Dear Frank,
I wouldn’t admit this to many people, but I thought I’d tell you. Here’s what happened today. Suffice it to say, I’m not proud of myself. 😉 but before you chastise me too severely, please read my lil disclaimer at the bottom of this letter.

This morning in church, I thought so, so many tacky things about the woman sitting next to me in the pew. I didn’t even need to look her way to see what all was going on there just 20” from my elbow. Frank, you would have been mortified.

Multiple times during the sermon, while all was quiet, she’d flail her pashmina (shawl) around dramatically. She’d fling it off her shoulders, arms high in the air, then give it a good pop (in my direction) to fold it neatly. After a few moments, she’d do a little shiver, swirl that shawl around her shoulders again and once more start the on/off process.

Next, she’d fan herself with the bulletin and sigh about her discomfort. During the hymns, she sang a loud and boisterous falsetto, yelling out her very own personalized version of a descant, warbling Alleluias way up into the rafters while the rest of us held on and maintained the melody as best we could. Frank, you know how much I love to sing Alleluias in church. After refraining for the six long weeks of Lent, by golly I want those Alleluias. This woman was messing up my whole experience.

With each of her antics I found myself scooting deeper and deeper into my seat, melting right into the corner of the pew, hoping to somehow disappear. I didn’t hear the sermon. Didn’t hear one word. I was planning what I would say to her if I could, and alternately studied the Order of Worship to see if I could work out my exit strategy.

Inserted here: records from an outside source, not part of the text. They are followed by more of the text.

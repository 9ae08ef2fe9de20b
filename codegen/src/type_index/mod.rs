//! Class metadata index
//!
//! The index is the only view of the host type system the generator has. It is loaded
//! from a JSON document produced by the external scanner and is immutable afterwards.

mod annotations;

use std::collections::{HashMap, HashSet};
use std::path::Path;

pub use annotations::{
    AnnotationInstance, AnnotationKind, AnnotationSet, AnnotationSource, NILLABLE_ATTRIBUTE,
    VALUE_ATTRIBUTE,
};
use error_stack::{Report, ResultExt};
use serde::{Deserialize, Serialize};
use strum::Display;

use crate::error::{Error, Result};
use crate::type_descriptor::{ClassName, PrimitiveType, TypeDescriptor};

/// Declared kind of an indexed class
#[derive(Debug, Clone, Copy, PartialEq, Eq, Default, Serialize, Deserialize, Display)]
#[serde(rename_all = "snake_case")]
#[strum(serialize_all = "snake_case")]
pub enum ClassKind {
    /// Concrete or abstract class
    #[default]
    Class,
    /// Interface
    Interface,
    /// Enum type with named constants
    Enum,
}

/// Member visibility
#[derive(Debug, Clone, Copy, PartialEq, Eq, Default, Serialize, Deserialize, Display)]
#[serde(rename_all = "snake_case")]
#[strum(serialize_all = "snake_case")]
pub enum Visibility {
    /// Visible everywhere
    Public,
    /// Visible to subclasses and the package
    Protected,
    /// Visible within the package
    #[default]
    Package,
    /// Visible only inside the class
    Private,
}

const fn public() -> Visibility { Visibility::Public }

const fn private() -> Visibility { Visibility::Private }

fn void() -> TypeDescriptor { TypeDescriptor::Primitive(PrimitiveType::Void) }

/// A method declared on an indexed class
#[derive(Debug, Clone, PartialEq, Eq, Serialize, Deserialize)]
pub struct MethodInfo {
    /// Method name
    pub name:            String,
    /// Declared return type, `void` when omitted
    #[serde(default = "void")]
    pub return_type:     TypeDescriptor,
    /// Parameter types in declaration order
    #[serde(default)]
    pub parameters:      Vec<TypeDescriptor>,
    /// Declared visibility, public when omitted
    #[serde(default = "public")]
    pub visibility:      Visibility,
    /// Whether the method is static
    #[serde(default)]
    pub is_static:       bool,
    /// Annotations on the method
    #[serde(default)]
    pub annotations:     Vec<AnnotationInstance>,
    /// Filled in when the index is built
    #[serde(skip)]
    pub declaring_class: ClassName,
}

/// A field declared on an indexed class
#[derive(Debug, Clone, PartialEq, Eq, Serialize, Deserialize)]
pub struct FieldInfo {
    /// Field name
    pub name:            String,
    /// Declared field type
    #[serde(rename = "type")]
    pub field_type:      TypeDescriptor,
    /// Declared visibility, private when omitted
    #[serde(default = "private")]
    pub visibility:      Visibility,
    /// Whether the field is static
    #[serde(default)]
    pub is_static:       bool,
    /// Whether the field is transient
    #[serde(default)]
    pub is_transient:    bool,
    /// Annotations on the field
    #[serde(default)]
    pub annotations:     Vec<AnnotationInstance>,
    /// Filled in when the index is built
    #[serde(skip)]
    pub declaring_class: ClassName,
}
use error_stack::Report;

use crate::error::{Error, Result};
use crate::generator::{
    EmitState, GenerateContext, Probe, Support, TypeSerializerGenerator, UnsupportedReason,
};
use crate::ir::{ScalarKind, Stmt};
use crate::type_descriptor::{PrimitiveType, TypeDescriptor};

/// `boolean`, `char` and the numeric primitives
pub struct PrimitiveGenerator;

impl TypeSerializerGenerator for PrimitiveGenerator {
    fn supports(&self, ty: &TypeDescriptor, _probe: &mut Probe<'_>) -> Result<Support> {
        Ok(match ty {
            TypeDescriptor::Primitive(PrimitiveType::Void) => {
                Support::Unsupported(UnsupportedReason::Void)
            }
            TypeDescriptor::Primitive(_) => Support::Fully,
            _ => Support::Unsupported(UnsupportedReason::NoMatchingGenerator),
        })
    }

    fn generate_not_null(
        &self,
        ctx: &GenerateContext<'_>,
        _state: &mut EmitState,
    ) -> Result<Vec<Stmt>> {
        let kind = match &ctx.value.declared {
            TypeDescriptor::Primitive(PrimitiveType::Boolean) => ScalarKind::Boolean,
            TypeDescriptor::Primitive(PrimitiveType::Char) => ScalarKind::Text,
            TypeDescriptor::Primitive(primitive) if primitive.is_numeric() => ScalarKind::Number,
            other => {
                return Err(Report::new(Error::generator_mismatch(
                    "primitive value",
                    other,
                )));
            }
        };
        Ok(vec![Stmt::WriteScalar {
            value: ctx.value.expr.clone(),
            kind,
        }])
    }
}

I felt somewhat ashamed, but her dramatic, bird-like behavior was doing me in. “Lord, send the power,” I wryly said to myself — a phrase used often by my grandmother Allie Verta Chambers Kinard, who called out that phrase whenever she needed some extra strength. Throughout the sermon I bandied about the idea of letting this woman have it, then I’d think about letting her be who she is. Back and forth I went. Struggled with that last thought — letting her be who she is. Came to the conclusion that it wasn’t a bad idea. Let it be. Let her be. Bless her heart.

It felt better and better the more I thought about it. Compassion was sliding into place, thankfully.

Later in the day, I read in the “Forward Day by Day,” on the inside cover, a piece entitled “A Morning Resolve,” and it was a sort of confirmation and an encouragement to try to do things differently. React differently. So, that’s my plan, Frank. Hope I can stick with it. Here it is.

A Morning Resolve

I will try this day to live a simple, sincere and serene life, repelling promptly every thought of discontent, anxiety, discouragement, impurity, and self-seeking; cultivating cheerfulness, magnanimity, charity, and the habit of holy silence; exercising economy in expenditure, generosity in giving, carefulness in conversation, diligence in appointed service, fidelity to every trust, and a childlike faith in God.

My two biggest take-away words from that are: [highlight]magnanimity[/highlight] and [highlight]charity[/highlight]. I needed those words this morning. I have them now.

If you’d like to read the rest of “A Morning Resolve,” here ‘tis.

https://tinyurl.com/ya48yjpw

Love,
Jane

Note to readers: 

Although a little distracted in the service, I wasn’t truly scheming to speak my piece to the woman described.  In reality, I had a very warm conversation with that pleasant woman who had some problems with the temperature and who loves to sing out in church.  By writing this tongue-in-cheek piece, I was poking fun at those of us (and most especially, myself) who, at times, want to fuss about the behavior of others ;-).